## SUPPLIED MATERIAL:
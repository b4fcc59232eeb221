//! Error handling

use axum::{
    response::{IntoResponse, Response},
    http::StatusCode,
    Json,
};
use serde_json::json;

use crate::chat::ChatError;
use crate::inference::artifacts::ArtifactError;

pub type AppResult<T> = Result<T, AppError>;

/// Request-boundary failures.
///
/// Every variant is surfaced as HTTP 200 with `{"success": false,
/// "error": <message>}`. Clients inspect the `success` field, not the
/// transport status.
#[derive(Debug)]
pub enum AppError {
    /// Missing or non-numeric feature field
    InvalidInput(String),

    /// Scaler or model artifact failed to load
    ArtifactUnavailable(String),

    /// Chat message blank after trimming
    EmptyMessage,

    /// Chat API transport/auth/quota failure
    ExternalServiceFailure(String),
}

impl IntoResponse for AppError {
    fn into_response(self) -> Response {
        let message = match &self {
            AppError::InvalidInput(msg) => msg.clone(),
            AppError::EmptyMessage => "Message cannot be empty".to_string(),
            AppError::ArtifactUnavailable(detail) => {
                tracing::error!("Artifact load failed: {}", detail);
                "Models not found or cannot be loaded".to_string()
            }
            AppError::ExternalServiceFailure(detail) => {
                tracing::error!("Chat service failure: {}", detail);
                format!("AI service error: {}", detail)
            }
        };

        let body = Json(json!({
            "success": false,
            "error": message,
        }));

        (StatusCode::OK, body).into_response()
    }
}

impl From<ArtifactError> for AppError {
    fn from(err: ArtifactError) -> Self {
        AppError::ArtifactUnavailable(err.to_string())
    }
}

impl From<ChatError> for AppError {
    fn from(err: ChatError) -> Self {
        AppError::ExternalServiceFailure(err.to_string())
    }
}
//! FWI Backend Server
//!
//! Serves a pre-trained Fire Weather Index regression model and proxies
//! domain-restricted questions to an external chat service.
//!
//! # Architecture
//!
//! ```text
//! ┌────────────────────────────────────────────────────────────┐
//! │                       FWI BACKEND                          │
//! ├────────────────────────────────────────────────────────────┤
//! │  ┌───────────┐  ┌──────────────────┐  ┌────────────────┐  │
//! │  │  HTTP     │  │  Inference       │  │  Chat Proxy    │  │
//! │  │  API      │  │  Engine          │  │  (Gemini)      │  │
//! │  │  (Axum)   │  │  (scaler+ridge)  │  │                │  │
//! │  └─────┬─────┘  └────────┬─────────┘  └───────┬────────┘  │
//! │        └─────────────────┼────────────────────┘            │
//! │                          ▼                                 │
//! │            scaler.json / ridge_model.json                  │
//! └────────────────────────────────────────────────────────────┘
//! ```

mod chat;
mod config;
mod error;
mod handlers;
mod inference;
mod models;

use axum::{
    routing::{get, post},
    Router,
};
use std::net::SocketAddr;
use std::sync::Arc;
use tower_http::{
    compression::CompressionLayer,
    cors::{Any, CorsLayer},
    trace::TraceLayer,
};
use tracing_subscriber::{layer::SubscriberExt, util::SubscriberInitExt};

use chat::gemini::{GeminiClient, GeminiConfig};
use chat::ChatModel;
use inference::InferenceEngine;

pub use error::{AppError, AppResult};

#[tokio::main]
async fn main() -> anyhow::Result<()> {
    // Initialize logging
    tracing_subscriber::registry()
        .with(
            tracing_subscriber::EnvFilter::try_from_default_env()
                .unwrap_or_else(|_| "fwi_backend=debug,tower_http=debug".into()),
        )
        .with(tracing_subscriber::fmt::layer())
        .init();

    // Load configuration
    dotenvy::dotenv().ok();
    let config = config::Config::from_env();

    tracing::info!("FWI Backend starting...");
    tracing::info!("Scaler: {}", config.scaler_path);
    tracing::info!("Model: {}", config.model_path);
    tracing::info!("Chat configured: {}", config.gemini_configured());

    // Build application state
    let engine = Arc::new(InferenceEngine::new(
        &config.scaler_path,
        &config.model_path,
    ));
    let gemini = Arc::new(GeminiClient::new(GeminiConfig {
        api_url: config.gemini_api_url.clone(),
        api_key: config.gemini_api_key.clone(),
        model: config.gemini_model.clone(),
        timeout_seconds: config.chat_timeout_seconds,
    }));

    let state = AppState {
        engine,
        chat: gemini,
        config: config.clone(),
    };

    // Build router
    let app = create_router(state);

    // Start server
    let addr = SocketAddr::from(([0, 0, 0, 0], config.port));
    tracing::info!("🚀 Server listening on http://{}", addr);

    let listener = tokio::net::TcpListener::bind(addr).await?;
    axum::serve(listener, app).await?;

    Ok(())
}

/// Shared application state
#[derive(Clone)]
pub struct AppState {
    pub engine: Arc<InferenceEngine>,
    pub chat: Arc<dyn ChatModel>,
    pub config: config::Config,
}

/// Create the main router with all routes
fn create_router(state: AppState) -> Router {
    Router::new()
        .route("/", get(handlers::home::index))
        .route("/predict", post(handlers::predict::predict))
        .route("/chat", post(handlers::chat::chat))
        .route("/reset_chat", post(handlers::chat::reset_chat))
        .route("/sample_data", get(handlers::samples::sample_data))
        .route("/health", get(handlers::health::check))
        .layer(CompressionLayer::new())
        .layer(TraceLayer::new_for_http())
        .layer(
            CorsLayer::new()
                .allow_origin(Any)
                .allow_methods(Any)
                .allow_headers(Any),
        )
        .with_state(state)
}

## TASK DIRECTIONS:
Having read the entries above, restate them all word for word.

## YOUR RESPONSE:
repository b4fcc59232eeb221
//! Error handling

use axum::{
    response::{IntoResponse, Response},
    http::StatusCode,
    Json,
};
use serde_json::json;

use crate::chat::ChatError;
use crate::inference::artifacts::ArtifactError;

pub type AppResult<T> = Result<T, AppError>;

/// Request-boundary failures.
///
/// Every variant is surfaced as HTTP 200 with `{"success": false,
/// "error": <message>}`. Clients inspect the `success` field, not the
/// transport status.
#[derive(Debug)]
pub enum AppError {
    /// Missing or non-numeric feature field
    InvalidInput(String),

    /// Scaler or model artifact failed to load
    ArtifactUnavailable(String),

    /// Chat message blank after trimming
    EmptyMessage,

    /// Chat API transport/auth/quota failure
    ExternalServiceFailure(String),
}

impl IntoResponse for AppError {
    fn into_response(self) -> Response {
        let message = match &self {
            AppError::InvalidInput(msg) => msg.clone(),
            AppError::EmptyMessage => "Message cannot be empty".to_string(),
            AppError::ArtifactUnavailable(detail) => {
                tracing::error!("Artifact load failed: {}", detail);
                "Models not found or cannot be loaded".to_string()
            }
            AppError::ExternalServiceFailure(detail) => {
                tracing::error!("Chat service failure: {}", detail);
                format!("AI service error: {}", detail)
            }
        };

        let body = Json(json!({
            "success": false,
            "error": message,
        }));

        (StatusCode::OK, body).into_response()
    }
}

impl From<ArtifactError> for AppError {
    fn from(err: ArtifactError) -> Self {
        AppError::ArtifactUnavailable(err.to_string())
    }
}

impl From<ChatError> for AppError {
    fn from(err: ChatError) -> Self {
        AppError::ExternalServiceFailure(err.to_string())
    }
}
//! FWI Backend Server
//!
//! Serves a pre-trained Fire Weather Index regression model and proxies
//! domain-restricted questions to an external chat service.
//!
//! # Architecture
//!
//! ```text
//! ┌────────────────────────────────────────────────────────────┐
//! │                       FWI BACKEND                          │
//! ├────────────────────────────────────────────────────────────┤
//! │  ┌───────────┐  ┌──────────────────┐  ┌────────────────┐  │
//! │  │  HTTP     │  │  Inference       │  │  Chat Proxy    │  │
//! │  │  API      │  │  Engine          │  │  (Gemini)      │  │
//! │  │  (Axum)   │  │  (scaler+ridge)  │  │                │  │
//! │  └─────┬─────┘  └────────┬─────────┘  └───────┬────────┘  │
//! │        └─────────────────┼────────────────────┘            │
//! │                          ▼                                 │
//! │            scaler.json / ridge_model.json                  │
//! └────────────────────────────────────────────────────────────┘
//! ```

mod chat;
mod config;
mod error;
mod handlers;
mod inference;
mod models;

use axum::{
    routing::{get, post},
    Router,
};
use std::net::SocketAddr;
use std::sync::Arc;
use tower_http::{
    compression::CompressionLayer,
    cors::{Any, CorsLayer},
    trace::TraceLayer,
};
use tracing_subscriber::{layer::SubscriberExt, util::SubscriberInitExt};

use chat::gemini::{GeminiClient, GeminiConfig};
use chat::ChatModel;
use inference::InferenceEngine;

pub use error::{AppError, AppResult};

#[tokio::main]
async fn main() -> anyhow::Result<()> {
    // Initialize logging
    tracing_subscriber::registry()
        .with(
            tracing_subscriber::EnvFilter::try_from_default_env()
                .unwrap_or_else(|_| "fwi_backend=debug,tower_http=debug".into()),
        )
        .with(tracing_subscriber::fmt::layer())
        .init();

    // Load configuration
    dotenvy::dotenv().ok();
    let config = config::Config::from_env();

    tracing::info!("FWI Backend starting...");
    tracing::info!("Scaler: {}", config.scaler_path);
    tracing::info!("Model: {}", config.model_path);
    tracing::info!("Chat configured: {}", config.gemini_configured());

    // Build application state
    let engine = Arc::new(InferenceEngine::new(
        &config.scaler_path,
        &config.model_path,
    ));
    let gemini = Arc::new(GeminiClient::new(GeminiConfig {
        api_url: config.gemini_api_url.clone(),
        api_key: config.gemini_api_key.clone(),
        model: config.gemini_model.clone(),
        timeout_seconds: config.chat_timeout_seconds,
    }));

    let state = AppState {
        engine,
        chat: gemini,
        config: config.clone(),
    };

    // Build router
    let app = create_router(state);

    // Start server
    let addr = SocketAddr::from(([0, 0, 0, 0], config.port));
    tracing::info!("🚀 Server listening on http://{}", addr);

    let listener = tokio::net::TcpListener::bind(addr).await?;
    axum::serve(listener, app).await?;

    Ok(())
}

/// Shared application state
#[derive(Clone)]
pub struct AppState {
    pub engine: Arc<InferenceEngine>,
    pub chat: Arc<dyn ChatModel>,
    pub config: config::Config,
}

/// Create the main router with all routes
fn create_router(state: AppState) -> Router {
    Router::new()
        .route("/", get(handlers::home::index))
        .route("/predict", post(handlers::predict::predict))
        .route("/chat", post(handlers::chat::chat))
        .route("/reset_chat", post(handlers::chat::reset_chat))
        .route("/sample_data", get(handlers::samples::sample_data))
        .route("/health", get(handlers::health::check))
        .layer(CompressionLayer::new())
        .layer(TraceLayer::new_for_http())
        .layer(
            CorsLayer::new()
                .allow_origin(Any)
                .allow_methods(Any)
                .allow_headers(Any),
        )
        .with_state(state)
}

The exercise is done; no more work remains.